The comment on the change is:
new page on disks for Hadoop.

New page:
= Setting up Disks for Hadoop =

Here are some recommendations for setting up disks in a Hadoop cluster. What we 
have here is anecdotal -hard evidence is very welcome, and everyone should 
expect a bit of trial and error work.

== Key Points ==

Goals for a Hadoop cluster are normally massive amounts of data with high I/O 
bandwidth. Your MapReduce jobs may be IO bound or CPU/Memory bound -if you know 
which one is more important (effectively how many CPU cycles/RAM MB used per 
Map or Reduce), you can make better decisions.

== Hardware ==

You don't need RAID disk controllers for Hadoop, as it copies data across 
multiple machines instead. This increase the likelihood that there is a free 
task slot near that data, and if the servers are on different PSUs and 
switches, eliminates some more points of failure in the datacenter.

Having lots of disks per server gives you more raw IO bandwidth than having one 
or two big disks. If you have enough that different tasks can be using 
different disks for input and output, disk seeking is minimized, which is one 
of the big disk performance killers. That said: more disks have a higher power 
budget; if you are power limited, you may want fewer but larger disks.

== Configuring Hadoop ==

Pass a list of disks to the dfs.data.dir parameter, Hadoop will use all of the 
disk that are available.

== Underlying File System ==

=== Ext3 ===

It's widely believed that Yahoo! use ext3. Regardless of the merits of the 
filesystem, that means that HDFS-on-ext3 has been publicly tested at a bigger 
scale than any other underlying filesystem.

=== XFS ===

>From Bryan on the core-user list on 19 May 2009:

 We use XFS for our data drives, and we've had somewhat mixed results. One of 
the biggest pros is that XFS has more free space than ext3, even with the 
reserved space settings turned all the way to 0. Another is that you can format 
a 1TB drive as XFS in about 0 seconds, versus minutes for ext3. This makes it 
really fast to kickstart our worker nodes.

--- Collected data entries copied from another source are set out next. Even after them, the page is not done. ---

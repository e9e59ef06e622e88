use std::sync::Arc;

use quiz_core::model::{QuizSettings, QuizSettingsUpdate};
use storage::repository::SettingsRepository;
use tracing::info;

use crate::error::SettingsServiceError;

#[derive(Clone)]
pub struct SettingsService {
    repo: Arc<dyn SettingsRepository>,
}

impl SettingsService {
    #[must_use]
    pub fn new(repo: Arc<dyn SettingsRepository>) -> Self {
        Self { repo }
    }

    /// Load persisted settings (or defaults if missing).
    ///
    /// # Errors
    ///
    /// Returns `SettingsServiceError` on storage failures.
    pub async fn load(&self) -> Result<QuizSettings, SettingsServiceError> {
        let settings = self.repo.get_settings().await?;
        Ok(settings.unwrap_or_default())
    }

    /// Apply a partial update on top of the stored settings and persist it.
    ///
    /// Out-of-range numbers are clamped rather than rejected.
    ///
    /// # Errors
    ///
    /// Returns `SettingsServiceError::Settings` if the update sets nothing,
    /// or a storage error if persistence fails.
    pub async fn update(
        &self,
        update: QuizSettingsUpdate,
    ) -> Result<QuizSettings, SettingsServiceError> {
        let settings = self.load().await?.apply(update)?;
        self.repo.save_settings(&settings).await?;
        info!(
            questions_per_test = settings.questions_per_test(),
            timer_minutes = settings.timer_minutes(),
            "settings updated"
        );
        Ok(settings)
    }
}

#[cfg(test)]
mod tests {
    use super::*;
    use quiz_core::model::SettingsError;
    use storage::repository::InMemoryRepository;

    #[tokio::test]
    async fn update_persists_and_clamps() {
        let svc = SettingsService::new(Arc::new(InMemoryRepository::new()));
        assert_eq!(svc.load().await.unwrap(), QuizSettings::default());

        let saved = svc
            .update(QuizSettingsUpdate {
                timer_minutes: Some(1_000),
                show_feedback: Some(false),
                ..QuizSettingsUpdate::new()
            })
            .await
            .unwrap();
        assert_eq!(saved.timer_minutes(), 300);
        assert_eq!(svc.load().await.unwrap(), saved);

        let err = svc.update(QuizSettingsUpdate::new()).await.unwrap_err();
        assert!(matches!(
            err,
            SettingsServiceError::Settings(SettingsError::NoFields)
        ));
    }
}
use std::collections::BTreeMap;

use anyhow::Result;
use clap::Subcommand;
use quiz_core::model::QuestionId;
use serde_json::json;
use services::AppServices;

use crate::views::print_json;

#[derive(Subcommand)]
pub enum InvalidAction {
    /// Flagged questions with their content
    List,

    /// Flag a question so it is left out of draws
    Mark { id: u64 },

    /// Clear a flag
    Unmark { id: u64 },

    /// Clear a flag and record the question as returned
    Return { id: u64 },
}

pub async fn execute(app: &AppServices, action: InvalidAction) -> Result<()> {
    let curation = app.curation();
    match action {
        InvalidAction::List => print_json(&curation.list_invalid().await?),
        InvalidAction::Mark { id } => {
            let invalid = curation.set_invalid(QuestionId::new(id), true).await?;
            print_json(&json!({ "id": id, "invalid": invalid }))
        }
        InvalidAction::Unmark { id } => {
            let invalid = curation.set_invalid(QuestionId::new(id), false).await?;
            print_json(&json!({ "id": id, "invalid": invalid }))
        }
        InvalidAction::Return { id } => {
            print_json(&curation.return_to_pool(QuestionId::new(id)).await?)
        }
    }
}

pub async fn correct(
    app: &AppServices,
    id: u64,
    prompt: &str,
    options: Vec<(String, String)>,
    answer: &str,
) -> Result<()> {
    let options: BTreeMap<String, Option<String>> =
        options.into_iter().map(|(k, v)| (k, Some(v))).collect();
    let question = app
        .curation()
        .correct_question(QuestionId::new(id), prompt, options, answer)
        .await?;
    print_json(&question)
}

/// Parse `key=text` from `--option`.
pub fn parse_option(raw: &str) -> Result<(String, String), String> {
    let (key, text) = raw
        .split_once('=')
        .ok_or_else(|| format!("expected key=text, got {raw:?}"))?;
    Ok((key.trim().to_string(), text.to_string()))
}

#[cfg(test)]
mod tests {
    use super::*;

    #[test]
    fn option_pairs_split_on_first_equals() {
        assert_eq!(
            parse_option("b=x = y").unwrap(),
            ("b".to_string(), "x = y".to_string())
        );
        assert!(parse_option("b").is_err());
    }
}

 We have seen some weird stuff happen though when machines run out of memory, 
apparently because the XFS driver does something odd with kernel memory. When 
this happens, we end up having to do some fscking before we can get that node 
back online.

 As far as outright performance, I actually *did* do some tests of xfs vs ext3 
performance on our cluster. If you just look at a single machine's local disk 
speed, you can write and read noticeably faster when using XFS instead of ext3. 
However, the reality is that this extra disk performance won't have much of an 
effect on your overall job completion performance, since you will find yourself 
network bottlenecked well in advance of even ext3's performance.

 The long and short of it is that we use XFS to speed up our new machine 
deployment, and that's it.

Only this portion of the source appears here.